Como pretende o governo sanear o pedaço de instituição que ficou sob sua guarda? Aos poucos, com perplexidade crescente, a estratégia oficial vem a público. Sabe-se agora, por exemplo, que já sob orientação do BC o Nacional adquiriu no mercado por R$ 2 bilhões créditos podres contra o governo federal, com deságio aproximado de 60%.
Ainda não se sabe qual afinal será o rombo do Nacional ou o prejuízo que seu saneamento carreará para os cofres do Tesouro. Mas já se sabe que o próprio BC patrocina no processo o aumento dos lucros dos bancos que vendem seus ativos podres (tais como dívidas do FCVS, o Fundo de Compensação das Variações Salariais).
O círculo da perplexidade fecha-se quando surge a informação de que estão incluídos nessa oportunidade aberta pelo BC nada menos que os próprios bancos compradores. Assim, o banco que ao mesmo tempo "paga" pela parte boa de um outro recebe, ao vender ativos podres que supunha sem valor, um belo subsídio indireto. Em vez de dinheiro novo, é o BC que paga a "compra" dos bancos que estejam sob intervenção.

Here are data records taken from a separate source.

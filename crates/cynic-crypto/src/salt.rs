// Path: crates/cynic-crypto/src/salt.rs
//! Salt derivation for the privacy hashing hooks. Collaborators pre-hash user-identifying fields
//! before they cross into the core; this module only supplies the salt,
//! never touches cleartext PII itself.

use rand::RngCore;

use cynic_types::codec::CanonicalEncoder;
use cynic_types::error::IntegrityError;

use crate::hash::sha256;

/// Deterministically derives a 32-byte salt for `purpose_tag` from a fixed
/// `global_salt`, for collaborators that need the same hashed identifier to
/// recur across calls (deterministic lookup mode).
pub fn derive_salt(purpose_tag: &str, global_salt: &[u8; 32]) -> Result<[u8; 32], IntegrityError> {
    let mut enc = CanonicalEncoder::new();
    enc.write_str_lp(purpose_tag);
    enc.write_fixed_bytes(global_salt);
    sha256(enc.finish())
}

/// Generates a fresh, non-deterministic 32-byte salt from the OS randomness
/// source, for collaborators that only need one-way hashing with no later
/// correlation (storage mode).
#[must_use]
pub fn random_salt() -> [u8; 32] {
    let mut salt = [0u8; 32];
    rand::rngs::OsRng.fill_bytes(&mut salt);
    salt
}

/// Hashes `value` salted with `salt`, the shape `hash_for_sharing`
/// exposes to external collaborators: `SHA256(salt || value)`.
pub fn hash_for_sharing(value: &[u8], salt: &[u8; 32]) -> Result<[u8; 32], IntegrityError> {
    let mut buf = Vec::with_capacity(32 + value.len());
    buf.extend_from_slice(salt);
    buf.extend_from_slice(value);
    sha256(buf)
}

#[cfg(test)]
mod tests {
    use super::*;

    #[test]
    fn derive_salt_is_deterministic_per_purpose() {
        let global = [1u8; 32];
        let a = derive_salt("contributor", &global).expect("derive");
        let b = derive_salt("contributor", &global).expect("derive");
        assert_eq!(a, b);
    }

    #[test]
    fn derive_salt_differs_by_purpose() {
        let global = [1u8; 32];
        let a = derive_salt("contributor", &global).expect("derive");
        let b = derive_salt("reviewer", &global).expect("derive");
        assert_ne!(a, b);
    }

    #[test]
    fn random_salt_is_not_all_zero() {
        // Astronomically unlikely to collide with the all-zero sentinel.
        assert_ne!(random_salt(), [0u8; 32]);
    }

    #[test]
    fn hash_for_sharing_never_reveals_cleartext_in_output_length() {
        let salt = random_salt();
        let digest = hash_for_sharing(b"alice@example.com", &salt).expect("hash");
        assert_eq!(digest.len(), 32);
    }
}
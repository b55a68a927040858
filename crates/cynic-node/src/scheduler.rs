// Path: crates/cynic-node/src/scheduler.rs
//! Drives a [`NodeController`] through its slot/block/epoch cadence: one
//! `tokio::select!` loop over a handful of `tokio::time::interval` timers
//! plus a shutdown watch channel, all missed-tick behavior set to `Skip` so a
//! stalled tick never causes a burst of catch-up work.

use std::time::Duration;

use tokio::sync::watch;
use tokio::time::{self, MissedTickBehavior};
use tracing::{info, warn};

use cynic_constants::Ratios;
use cynic_crypto::hash::sha256;

use crate::controller::NodeController;

/// Requests the scheduler loop stop after its current iteration.
#[derive(Debug, Clone)]
pub struct ShutdownHandle {
    tx: watch::Sender<bool>,
}

impl ShutdownHandle {
    /// Signals every running [`run`] loop built from this handle's receiver
    /// to begin shutting down.
    pub fn shutdown(&self) {
        let _ = self.tx.send(true);
    }
}

/// Builds a fresh shutdown channel, returning the handle callers signal on
/// and the receiver the scheduler loop watches.
#[must_use]
pub fn shutdown_channel() -> (ShutdownHandle, watch::Receiver<bool>) {
    let (tx, rx) = watch::channel(false);
    (ShutdownHandle { tx }, rx)
}

/// Derives a placeholder state root for slot `slot`. A full implementation
/// would fold the root over the judgment/knowledge Merkle roots sealed that
/// slot; until those are wired through the scheduler, hashing the slot
/// index keeps every sealed block's `state_root` distinct and deterministic.
fn slot_state_root(slot: u64) -> [u8; 32] {
    sha256(slot.to_le_bytes()).unwrap_or([0u8; 32])
}

/// Runs the node's slot cadence until `shutdown_rx` observes a shutdown
/// signal. Advances the controller's slot counter on every `SLOT_MS` tick,
/// sealing any pending judgment and knowledge batches; advances the epoch
/// counter on every `EPOCH_MS` tick, pruning the chain log below the
/// previous cycle boundary.
pub async fn run(
    controller: &mut NodeController,
    ratios: Ratios,
    mut shutdown_rx: watch::Receiver<bool>,
) {
    controller.mark_ready();

    let mut slot_ticker = time::interval(Duration::from_millis(ratios.slot_ms.max(1)));
    slot_ticker.set_missed_tick_behavior(MissedTickBehavior::Skip);

    let mut epoch_ticker = time::interval(Duration::from_millis(ratios.epoch_ms.max(1)));
    epoch_ticker.set_missed_tick_behavior(MissedTickBehavior::Skip);

    let mut slot: u64 = 0;
    let mut cycle_boundary: u64 = 0;

    info!(
        target: "node",
        slot_ms = ratios.slot_ms,
        epoch_ms = ratios.epoch_ms,
        "scheduler started"
    );

    loop {
        tokio::select! {
            biased;

            _ = slot_ticker.tick() => {
                slot += 1;
                on_slot(controller, slot);
            }
            _ = epoch_ticker.tick() => {
                on_epoch(controller, slot, &mut cycle_boundary);
            }
            changed = shutdown_rx.changed() => {
                if changed.is_err() || *shutdown_rx.borrow() {
                    break;
                }
            }
        }
    }

    controller.begin_shutdown();
    info!(target: "node", final_slot = slot, "scheduler stopped");
}

fn on_slot(controller: &mut NodeController, slot: u64) {
    if controller.pending.is_empty() {
        return;
    }
    let state_root = slot_state_root(slot);
    if let Err(e) = controller.seal_next_judgment_block(slot, state_root, slot) {
        warn!(target: "node", error = %e, slot, "failed to seal judgment block");
    }
    if let Err(e) = controller.seal_next_knowledge_block(slot, state_root, slot) {
        warn!(target: "node", error = %e, slot, "failed to seal knowledge block");
    }
}

fn on_epoch(controller: &mut NodeController, slot: u64, cycle_boundary: &mut u64) {
    let cycle_len = controller
        .config
        .chain
        .epochs_per_cycle
        .saturating_mul(controller.config.chain.slots_per_epoch);
    if cycle_len == 0 || slot < *cycle_boundary + cycle_len {
        return;
    }
    *cycle_boundary += cycle_len;
    let operator = controller.operator.pubkey.clone();
    controller.chain.prune_below(&operator, *cycle_boundary);
}

#[cfg(test)]
mod tests {
    use super::*;
    use cynic_crypto::sign::Ed25519KeyPair;
    use cynic_types::config::CynicConfig;

    #[tokio::test(start_paused = true)]
    async fn scheduler_stops_promptly_on_shutdown_signal() {
        let keypair = Ed25519KeyPair::generate().expect("keygen");
        let mut controller = NodeController::new(CynicConfig::default(), keypair);
        let ratios = cynic_constants::ratios();
        let (handle, rx) = shutdown_channel();

        let slot_ms = ratios.slot_ms.max(1);
        let task = tokio::spawn(async move {
            run(&mut controller, ratios, rx).await;
            controller
        });

        time::advance(Duration::from_millis(slot_ms * 2)).await;
        handle.shutdown();
        let controller = tokio::time::timeout(Duration::from_secs(1), task)
            .await
            .expect("scheduler task joined")
            .expect("scheduler task did not panic");

        assert_eq!(controller.state, crate::controller::NodeState::ShuttingDown);
    }
}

O governo ao mesmo tempo aceita ativos podres e subsidia indiretamente quem vende os ativos podres. A conclusão inescapável é que o prejuízo a ser transferido aos contribuintes será maior que o imaginado ou previsível até agora.
Não espanta portanto que o esforço das autoridades para obter apoio para o seu plano de socorro aos bancos seja até agora em boa medida frustrado. Quando quem exerce o poder se mostra tão condescendente com o uso de ativos podres, a própria legitimidade de quem exerce esse poder pode acabar contaminada.